New York Times: “In an unusually coordinated series of attacks leveled from congressional offices and the Senate floor, in state capitols and sidewalk protests, Democrats excoriated Mr. Trump as racist and demanded that Republicans either stand behind his comments or condemn him and even rescind their endorsements of his candidacy.”

“Democrats received unexpected ammunition from Mr. Trump himself, who, in an extraordinary conference call with allies on Monday, urged them to defend his criticisms of a federal judge’s Mexican heritage — and then rebuked his campaign staff for having suggested otherwise.”

BuzzFeed has terminated a deal with the RNC to run political advertisements in the Fall, the company’s CEO Jonah Peretti informed employees.

Said Peretti: “Earlier today, BuzzFeed informed the RNC that we would not accept Trump for President ads and that we would be terminating our agreement with them.

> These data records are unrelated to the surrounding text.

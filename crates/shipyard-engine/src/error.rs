//! Error types for Shipyard Engine
//!
//! - [`CheckError`]: one resource check; plugin failures become
//!   `ResourceCheckError` events, repository failures propagate
//! - [`InterventionError`]: operator actions (pin, veto, judgement)

use shipyard_core::{ErrorClass, PluginError, RepositoryError, ResourceId, ResourceKind};

/// Failure of a single resource check
#[derive(Debug, thiserror::Error)]
pub enum CheckError {
    /// Desired or current state could not be resolved
    #[error("unable to resolve {id}: {source}")]
    Resolution {
        /// Resource being checked
        id: ResourceId,
        /// Handler failure
        source: PluginError,
    },

    /// Create or update failed
    #[error("unable to actuate {id}: {source}")]
    Actuation {
        /// Resource being checked
        id: ResourceId,
        /// Handler failure
        source: PluginError,
    },

    /// No handler registered for the resource kind
    #[error("no resource handler supports {kind}")]
    NoHandler {
        /// Unsupported kind
        kind: ResourceKind,
    },

    /// The resource is not part of any environment of its delivery config
    #[error("resource {id} is not in any environment of {config}")]
    EnvironmentNotFound {
        /// Resource being checked
        id: ResourceId,
        /// Delivery config searched
        config: String,
    },

    /// Repository failure
    #[error("repository error: {0}")]
    Repository(#[from] RepositoryError),
}

impl CheckError {
    /// Diagnostic type name published with `ResourceCheckError`
    #[must_use]
    pub fn error_type(&self) -> &str {
        match self {
            Self::Resolution { source, .. } | Self::Actuation { source, .. } => source.error_type(),
            Self::NoHandler { .. } => "NoSupportedResourceHandler",
            Self::EnvironmentNotFound { .. } => "EnvironmentNotFound",
            Self::Repository(_) => "RepositoryError",
        }
    }

    /// Classify the failure
    #[must_use]
    pub fn class(&self) -> ErrorClass {
        match self {
            Self::Resolution { source, .. } | Self::Actuation { source, .. } => source.class(),
            Self::NoHandler { .. } | Self::EnvironmentNotFound { .. } => ErrorClass::User,
            Self::Repository(_) => ErrorClass::System,
        }
    }

    /// Transient; deferred to the next check rather than reported as an error
    #[inline]
    #[must_use]
    pub fn is_transient(&self) -> bool {
        self.class() == ErrorClass::Transient
    }
}

/// Failure of an operator action
#[derive(Debug, thiserror::Error)]
pub enum InterventionError {
    /// Application has no delivery config
    #[error("no delivery config for application {0}")]
    NoSuchDeliveryConfig(String),

    /// Artifact reference is not declared in the delivery config
    #[error("no artifact {reference} in delivery config {config}")]
    ArtifactNotFound {
        /// Delivery config name
        config: String,
        /// Artifact reference
        reference: String,
    },

    /// Environment is not declared in the delivery config
    #[error("no environment {environment} in delivery config {config}")]
    EnvironmentNotFound {
        /// Delivery config name
        config: String,
        /// Environment name
        environment: String,
    },

    /// The repository refused the veto
    #[error("version {version} of {reference} cannot be vetoed in {environment}")]
    InvalidVeto {
        /// Environment name
        environment: String,
        /// Artifact reference
        reference: String,
        /// Version
        version: String,
    },

    /// Environment does not declare the constraint
    #[error("environment {environment} has no {constraint_type} constraint")]
    ConstraintNotFound {
        /// Environment name
        environment: String,
        /// Constraint type key
        constraint_type: String,
    },

    /// The task launcher failed to cancel obsolete tasks
    #[error("unable to cancel tasks: {0}")]
    TaskCancellation(#[source] PluginError),

    /// Repository failure
    #[error("repository error: {0}")]
    Repository(#[from] RepositoryError),
}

The Trump campaign is directly opposed to the freedoms of our employees in the United States and around the world and in some cases, such as his proposed ban on international travel for Muslims, would make it impossible for our employees to do their jobs.”

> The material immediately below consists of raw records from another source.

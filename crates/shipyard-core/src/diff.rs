//! Desired vs current state comparison
//!
//! Provides [`ResourceDiff`], a structural comparison of two JSON documents.
//!
//! # Invariants
//! - A missing current state is a change affecting the root path
//! - The fingerprint depends only on the differing values, so the same
//!   drift observed on two checks yields the same fingerprint

use std::collections::BTreeMap;

use serde_json::{json, Value};
use sha2::{Digest, Sha256};

/// Difference between a resource's desired and current state
#[derive(Debug, Clone, PartialEq)]
pub struct ResourceDiff {
    desired: Value,
    current: Option<Value>,
    changes: BTreeMap<String, (Value, Value)>,
}

impl ResourceDiff {
    /// Compare desired against current
    #[must_use]
    pub fn new(desired: Value, current: Option<Value>) -> Self {
        let mut changes = BTreeMap::new();
        match &current {
            Some(current) => collect_changes("", &desired, current, &mut changes),
            None => {
                changes.insert(String::from("/"), (desired.clone(), Value::Null));
            }
        }
        Self {
            desired,
            current,
            changes,
        }
    }

    /// Desired state
    #[inline]
    #[must_use]
    pub fn desired(&self) -> &Value {
        &self.desired
    }

    /// Current state, `None` when the resource does not exist
    #[inline]
    #[must_use]
    pub fn current(&self) -> Option<&Value> {
        self.current.as_ref()
    }

    /// Anything differs
    #[inline]
    #[must_use]
    pub fn has_changes(&self) -> bool {
        !self.changes.is_empty()
    }

    /// The resource does not exist yet
    #[inline]
    #[must_use]
    pub fn is_missing(&self) -> bool {
        self.current.is_none()
    }

    /// Paths (JSON pointer style) whose values differ
    pub fn affected_paths(&self) -> impl Iterator<Item = &str> {
        self.changes.keys().map(String::as_str)
    }

    /// Differences as `{path: {desired, current}}`
    #[must_use]
    pub fn delta_json(&self) -> Value {
        let delta: serde_json::Map<String, Value> = self
            .changes
            .iter()
            .map(|(path, (desired, current))| {
                (
                    path.clone(),
                    json!({ "desired": desired, "current": current }),
                )
            })
            .collect();
        Value::Object(delta)
    }

    /// SHA-256 of the delta, hex encoded
    #[must_use]
    pub fn fingerprint(&self) -> String {
        let mut hasher = Sha256::new();
        hasher.update(self.delta_json().to_string().as_bytes());
        hex::encode(hasher.finalize())
    }
}

fn collect_changes(
    path: &str,
    desired: &Value,
    current: &Value,
    changes: &mut BTreeMap<String, (Value, Value)>,
) {
    match (desired, current) {
        (Value::Object(want), Value::Object(have)) => {
            for (key, value) in want {
                let child = format!("{path}/{key}");
                match have.get(key) {
                    Some(existing) => collect_changes(&child, value, existing, changes),
                    None => {
                        changes.insert(child, (value.clone(), Value::Null));
                    }
                }
            }
            for (key, value) in have {
                if !want.contains_key(key) {
                    changes.insert(format!("{path}/{key}"), (Value::Null, value.clone()));
                }
            }
        }
        (Value::Array(want), Value::Array(have)) if want.len() == have.len() => {
            for (i, (w, h)) in want.iter().zip(have.iter()).enumerate() {
                collect_changes(&format!("{path}/{i}"), w, h, changes);
            }
        }
        _ if desired == current => {}
        _ => {
            let key = if path.is_empty() { "/" } else { path };
            changes.insert(key.to_string(), (desired.clone(), current.clone()));
        }
    }
}

#[cfg(test)]
mod tests {
    use super::*;
    use pretty_assertions::assert_eq;

    #[test]
    fn identical_documents_have_no_changes() {
        let spec = json!({"capacity": {"min": 1, "max": 3}, "tags": ["a", "b"]});
        let diff = ResourceDiff::new(spec.clone(), Some(spec));
        assert!(!diff.has_changes());
        assert!(!diff.is_missing());
        assert_eq!(diff.affected_paths().count(), 0);
    }

    #[test]
    fn nested_changes_are_reported_by_path() {
        let diff = ResourceDiff::new(
            json!({"capacity": {"min": 1, "max": 3}, "image": "fnord:2.0"}),
            Some(json!({"capacity": {"min": 1, "max": 2}, "image": "fnord:2.0", "stale": true})),
        );
        let paths: Vec<&str> = diff.affected_paths().collect();
        assert_eq!(paths, ["/capacity/max", "/stale"]);
        assert_eq!(
            diff.delta_json()["/capacity/max"],
            json!({"desired": 3, "current": 2})
        );
    }

    #[test]
    fn missing_current_is_a_root_change() {
        let diff = ResourceDiff::new(json!({"image": "fnord:1.0"}), None);
        assert!(diff.is_missing());
        assert!(diff.has_changes());
        assert_eq!(diff.affected_paths().collect::<Vec<_>>(), ["/"]);
    }

    #[test]
    fn fingerprint_is_stable_for_the_same_drift() {
        let a = ResourceDiff::new(json!({"image": "fnord:2.0"}), Some(json!({"image": "fnord:1.0"})));
        let b = ResourceDiff::new(json!({"image": "fnord:2.0"}), Some(json!({"image": "fnord:1.0"})));
        let c = ResourceDiff::new(json!({"image": "fnord:3.0"}), Some(json!({"image": "fnord:1.0"})));
        assert_eq!(a.fingerprint(), b.fingerprint());
        assert_ne!(a.fingerprint(), c.fingerprint());
        assert_eq!(a.fingerprint().len(), 64);
    }
}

President Obama, “after months of sitting on the sidelines of the rancorous contest to succeed him, is now ready to aggressively campaign for Hillary Clinton, starting with a formal endorsement of her candidacy as early as this week,” the New York Times reports.

“The White House is in active conversations with Mrs. Clinton’s campaign about how and where the president would be useful to her… Advisers say that the president, who sees a Democratic successor as critical to his legacy, is impatient to begin campaigning. They say he is taking nothing for granted.”

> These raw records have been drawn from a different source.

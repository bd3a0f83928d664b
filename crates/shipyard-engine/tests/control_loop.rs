use std::sync::Arc;

use pretty_assertions::assert_eq;
use serde_json::json;
use shipyard_core::settings::{SchedulerSettings, Settings};
use shipyard_core::{
    ArtifactRepository, Constraint, DeliveryConfig, Environment, EnvironmentArtifactPin,
    MutableClock,
};
use shipyard_engine::{Engine, Repositories};
use shipyard_store_memory::InMemoryStore;
use shipyard_test_utils::{
    clock, cluster, cluster_kind, docker_artifact, seeded_store, FakeResourceHandler, HandlerCalls,
    RecordingPublisher, APPLICATION, CONFIG_NAME,
};

struct Harness {
    store: Arc<InMemoryStore>,
    handler: Arc<FakeResourceHandler>,
    publisher: Arc<RecordingPublisher>,
    config: DeliveryConfig,
    engine: Engine,
}

impl Harness {
    async fn new() -> Self {
        let config = DeliveryConfig::new(CONFIG_NAME, APPLICATION)
            .with_artifact(docker_artifact())
            .with_environment(Environment::new("test").with_resource(cluster("test")))
            .with_environment(
                Environment::new("staging")
                    .with_resource(cluster("staging"))
                    .with_constraint(Constraint::DependsOn {
                        environment: "test".into(),
                    }),
            )
            .normalized();
        let clock: Arc<MutableClock> = clock();
        let store = seeded_store(&config, clock.clone()).await;
        let handler = FakeResourceHandler::new(cluster_kind());
        let publisher = RecordingPublisher::new();
        let settings = Settings::default().with_scheduler(
            SchedulerSettings::default()
                .with_resource_batch(0, 10)
                .with_environment_batch(0, 10),
        );
        let engine = Engine::builder(Repositories::from_store(store.clone()), settings)
            .with_clock(clock)
            .with_handler(handler.clone())
            .with_publisher(publisher.clone())
            .build();
        Self {
            store,
            handler,
            publisher,
            config,
            engine,
        }
    }

    async fn is_approved(&self, version: &str, environment: &str) -> bool {
        self.store
            .is_approved_for(&self.config, &docker_artifact(), version, environment)
            .await
            .unwrap()
    }
}

#[tokio::test]
async fn approved_versions_flow_through_actuation() {
    let h = Harness::new().await;
    h.store.store_version(&docker_artifact(), "1.0").await.unwrap();
    let desired = json!({ "capacity": 2, "region": "us-east-1", "version": "1.0" });
    h.handler.set_desired(desired.clone());
    h.engine.scheduler.on_application_up();

    assert_eq!(h.engine.scheduler.check_environments().await, 1);
    assert!(h.is_approved("1.0", "test").await);
    assert!(!h.is_approved("1.0", "staging").await);

    assert_eq!(h.engine.scheduler.check_resources().await, 2);
    assert_eq!(h.handler.calls().create, 2);
    assert_eq!(h.publisher.count("ResourceMissing"), 2);
    assert_eq!(h.publisher.count("ResourceActuationLaunched"), 2);

    h.handler.set_current(Some(desired));
    h.engine.scheduler.check_resources().await;
    assert!(h
        .store
        .was_successfully_deployed_to(&h.config, &docker_artifact(), "1.0", "test")
        .await
        .unwrap());

    h.engine.scheduler.check_environments().await;
    assert!(h.is_approved("1.0", "staging").await);
    assert_eq!(h.publisher.count("ArtifactVersionApproved"), 2);
}

#[tokio::test]
async fn closed_gate_touches_nothing() {
    let h = Harness::new().await;
    h.store.store_version(&docker_artifact(), "1.0").await.unwrap();

    assert!(!h.engine.scheduler.is_enabled());
    assert_eq!(h.engine.scheduler.check_environments().await, 0);
    assert_eq!(h.engine.scheduler.check_resources().await, 0);
    assert_eq!(h.engine.scheduler.invoke_agents().await, 0);

    assert_eq!(h.handler.calls(), HandlerCalls::default());
    assert!(h.publisher.events().is_empty());
    assert!(!h.is_approved("1.0", "test").await);
}

#[tokio::test]
async fn pin_overrides_the_newest_version() {
    let h = Harness::new().await;
    for version in ["1.0", "2.0"] {
        h.store.store_version(&docker_artifact(), version).await.unwrap();
    }
    h.engine.scheduler.on_application_up();

    h.engine
        .interventions
        .pin(
            "someone",
            APPLICATION,
            EnvironmentArtifactPin {
                target_environment: "test".into(),
                reference: "fnord".into(),
                version: "1.0".into(),
                pinned_by: None,
                comment: None,
            },
        )
        .await
        .unwrap();
    h.engine.scheduler.check_environments().await;

    assert!(h.is_approved("1.0", "test").await);
    assert!(!h.is_approved("2.0", "test").await);
}

#[tokio::test]
async fn paused_application_is_left_alone() {
    let h = Harness::new().await;
    h.engine.scheduler.on_application_up();

    h.engine
        .pauser
        .pause_application(APPLICATION, "someone")
        .await
        .unwrap();
    h.engine.scheduler.check_resources().await;

    assert_eq!(h.handler.calls().create, 0);
    assert_eq!(h.publisher.count("ResourceCheckSkipped"), 2);
    assert_eq!(h.publisher.count("ResourceActuationPaused"), 2);
}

“Donald Trump’s New York City property-tax bill, published June 3, shows he once again received a tax break aimed at middle-class New Yorkers,” Crain’s New York Business reports.

“The presumptive GOP presidential nominee’s latest property-tax bill shows he was awarded a credit under the STAR program, or the New York State School Tax Relief Program. To be eligible for STAR, a married couple must have annual income of $500,000 or less. You wouldn’t think a guy as rich as Trump claims to be would qualify, but he has received the credit for several years and records filed over the weekend with the city’s Department of Finance show he received a $304 STAR tax break for his Trump Tower penthouse.”

Jonathan Chait: “The system isn’t rigged. Clinton is going to win the nomination because she has won far more votes. She currently leads with 55 percent of the total vote to 43 percent. That’s fairly close for a primary, but it’s not Bush-versus-Gore close. It’s not even Bush-versus-Dukakis close (the 1988 election, widely seen as a landslide, was settled by less than 8 percent).”

“Clinton’s lead in pledged delegates is proportionally smaller than her lead in total votes because Sanders has benefited from low-turnout caucuses. Yet Sanders has enjoyed astonishing success at framing his narrative of the primary as a contest that, in some form or fashion, has been stolen from its rightful winner. His version of events has bled into the popular culture and fueled disillusionment among his supporters.”